Authors:J.S. Khokhar, S. Sareen, B.S. Tyagi, L. Wilson, I.P. King, S.D. Young, and M.R. Broadley
Correlations between juvenile wheat root traits, and grain yield and yield component traits under optimal field conditions have previously been reported in some conditions. The aim of this study was to test the hypothesis that juvenile wheat root traits correlate with yield, yield components and grain mineral composition traits under a range of soil environments in India. A diverse panel of 36 Indian wheat genotypes were grown for ten days in ‘pouch and wick’ high-throughput phenotyping (HTP) system (20 replicates). Correlations between juvenile root architecture traits, including primary and lateral root length, and grain yield, yield components and grain mineral composition traits were determined, using field data from previously published experiments at six sites in India. Only a limited number of juvenile root traits correlated with grain yield (GYD), yield components, and grain mineral composition traits. A narrow root angle, potentially representing a ‘steep’ phenotype, was associated with increased GYD and harvest index (HI) averaged across sites and years.
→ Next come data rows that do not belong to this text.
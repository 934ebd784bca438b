// src/gui/pages/compare.rs
use eframe::egui;

use crate::{
    chart::comparison_chart,
    config::options::PageKind,
    data::{self, DataSet},
    gui::{app::App, components::{self, bar_chart, data_table}},
};

pub struct ComparePage;
pub static PAGE: ComparePage = ComparePage;

impl super::Page for ComparePage {
    fn title(&self) -> &'static str { "Compare" }
    fn kind(&self) -> PageKind { PageKind::Compare }

    fn dataset(&self, app: &App) -> DataSet {
        app.report
            .as_ref()
            .map(|r| data::joined_dataset(&r.joined()))
            .unwrap_or_default()
    }

    fn preferred_column_widths(&self) -> Option<&'static [f32]> {
        Some(&[240.0, 120.0, 120.0, 120.0])
    }

    fn draw(&self, ui: &mut egui::Ui, app: &mut App) {
        if !components::report_ready(ui, app) {
            return;
        }
        let Some(report) = app.report.as_ref() else { return };

        let view = report.joined();
        let opts = &app.state.options.view;
        let chart = comparison_chart(&view, opts.source, opts.top_n);
        if chart.is_empty() {
            components::source_issue(ui, app, opts.source);
            return;
        }

        let chart_h = (ui.available_height() * 0.6).max(160.0);
        bar_chart::draw(ui, &chart, chart_h);
        ui.separator();
        data_table::draw(
            ui,
            "compare_table",
            &app.dataset,
            self.text_columns(),
            self.preferred_column_widths().unwrap_or(&[]),
        );
    }
}
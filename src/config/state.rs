// src/config/state.rs
use super::options::AppOptions;

#[derive(Clone, Debug)]
pub struct GuiState {
    pub window_w: u32,
    pub window_h: u32,

    /// Active tab index into router::PAGES
    pub current_page_index: usize,

    /// Records page -> show/hide the continent column
    pub records_show_continent: bool,
}

impl Default for GuiState {
    fn default() -> Self {
        Self {
            window_w: 1100,
            window_h: 700,
            current_page_index: 0,
            records_show_continent: true,
        }
    }
}

#[derive(Clone, Debug, Default)]
pub struct AppState {
    pub options: AppOptions,
    pub gui: GuiState,
}
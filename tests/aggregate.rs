// tests/aggregate.rs
use gdp_scrape::aggregate::{group_by_continent, join};
use gdp_scrape::classify::Continent;
use gdp_scrape::records::{GdpRecord, SourceRecords};
use gdp_scrape::specs::sources::Source;

fn set(source: Source, rows: &[(&str, f64, Option<i32>)]) -> SourceRecords {
    SourceRecords {
        source,
        records: rows
            .iter()
            .map(|&(c, gdp, year)| GdpRecord { country: c.to_string(), gdp, year, source })
            .collect(),
        dropped: 0,
    }
}

fn sample() -> (SourceRecords, SourceRecords) {
    let a = set(
        Source::Imf,
        &[("United States", 27_974_000.0, Some(2024)), ("Japan", 4_231_141.0, Some(2023)), ("Fiji", 5_494.0, None)],
    );
    let b = set(
        Source::WorldBank,
        &[("Japan", 4_213_000.0, Some(2022)), ("India", 3_385_090.0, Some(2022)), ("United States", 25_462_700.0, None)],
    );
    (a, b)
}

#[test]
fn join_then_project_round_trips() {
    let (a, b) = sample();
    let view = join(&[a.clone(), b.clone()]);
    assert_eq!(view.project(Source::Imf), a.records);
    assert_eq!(view.project(Source::WorldBank), b.records);
}

#[test]
fn join_order_and_zero_fill() {
    let (a, b) = sample();
    let view = join(&[a, b]);

    let order: Vec<&str> = view.rows.iter().map(|r| r.country.as_str()).collect();
    assert_eq!(order, vec!["United States", "Japan", "Fiji", "India"]);
    assert_eq!(view.sources, vec![Source::Imf, Source::WorldBank]);

    let fiji = &view.rows[2];
    assert_eq!(fiji.values, vec![Some(5_494.0), None]);
    assert_eq!(fiji.value_or_zero(1), 0.0);
    assert_eq!(view.complete_rows().count(), 2);
}

#[test]
fn join_is_at_most_the_union() {
    let (a, b) = sample();
    let view = join(&[a, b]);
    assert!(view.len() <= 6);
    assert_eq!(view.len(), 4);
}

#[test]
fn project_unknown_source_is_empty() {
    let (a, _) = sample();
    let view = join(&[a]);
    assert!(view.project(Source::UnitedNations).is_empty());
}

#[test]
fn ranked_by_puts_missing_last() {
    let (a, b) = sample();
    let view = join(&[a, b]);
    let ranked: Vec<&str> = view.ranked_by(Source::WorldBank).iter().map(|r| r.country.as_str()).collect();
    assert_eq!(ranked, vec!["United States", "Japan", "India", "Fiji"]);
}

#[test]
fn continent_groups() {
    let (a, _) = sample();
    let mut recs = a.records.clone();
    recs.push(GdpRecord { country: "China".into(), gdp: 18_566_000.0, year: None, source: Source::Imf });
    recs.push(GdpRecord { country: "Atlantis".into(), gdp: 1.0, year: None, source: Source::Imf });

    let view = group_by_continent(&recs);
    let order: Vec<Continent> = view.groups.iter().map(|g| g.continent).collect();
    assert_eq!(
        order,
        vec![Continent::Asia, Continent::NorthAmerica, Continent::Oceania, Continent::Unclassified]
    );

    let asia = view.get(Continent::Asia).unwrap();
    assert_eq!(asia.members[0].0, "China");
    assert_eq!(asia.members[1].0, "Japan");
    assert_eq!(asia.total, 18_566_000.0 + 4_231_141.0);
    assert!(view.get(Continent::Europe).is_none());
    assert_eq!(view.grand_total(), recs.iter().map(|r| r.gdp).sum::<f64>());
}

#[test]
fn empty_inputs() {
    assert!(join(&[]).is_empty());
    assert!(group_by_continent(&[]).is_empty());
}
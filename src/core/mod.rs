// src/core/mod.rs

pub mod cache;
pub mod html;
pub mod net;
pub mod sanitize;

pub use cache::FetchCache;
pub use net::{Fetch, HttpFetcher, RawPage};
Length related root traits were not correlated with GYD or HI at most sites, however, the total length of lateral roots and lateral root number correlated with GYD at a sodic site of pH 9.5. The total length of lateral roots (TLLR) correlated with grain zinc (Zn) concentration at one site. A wider root angle, representing a shallow root system, correlated with grain iron (Fe) concentration at most sites. The total length of all roots (TLAR) and total length of primary roots (TLPR) correlated with grain S concentration at most sites. Narrow root angle in juvenile plants could be a useful proxy trait for screening germplasm for improved grain yield. Lateral root and shallow root traits could potentially be used to improve grain mineral concentrations. The use of juvenile root traits should be explored further in wheat breeding for diverse environments.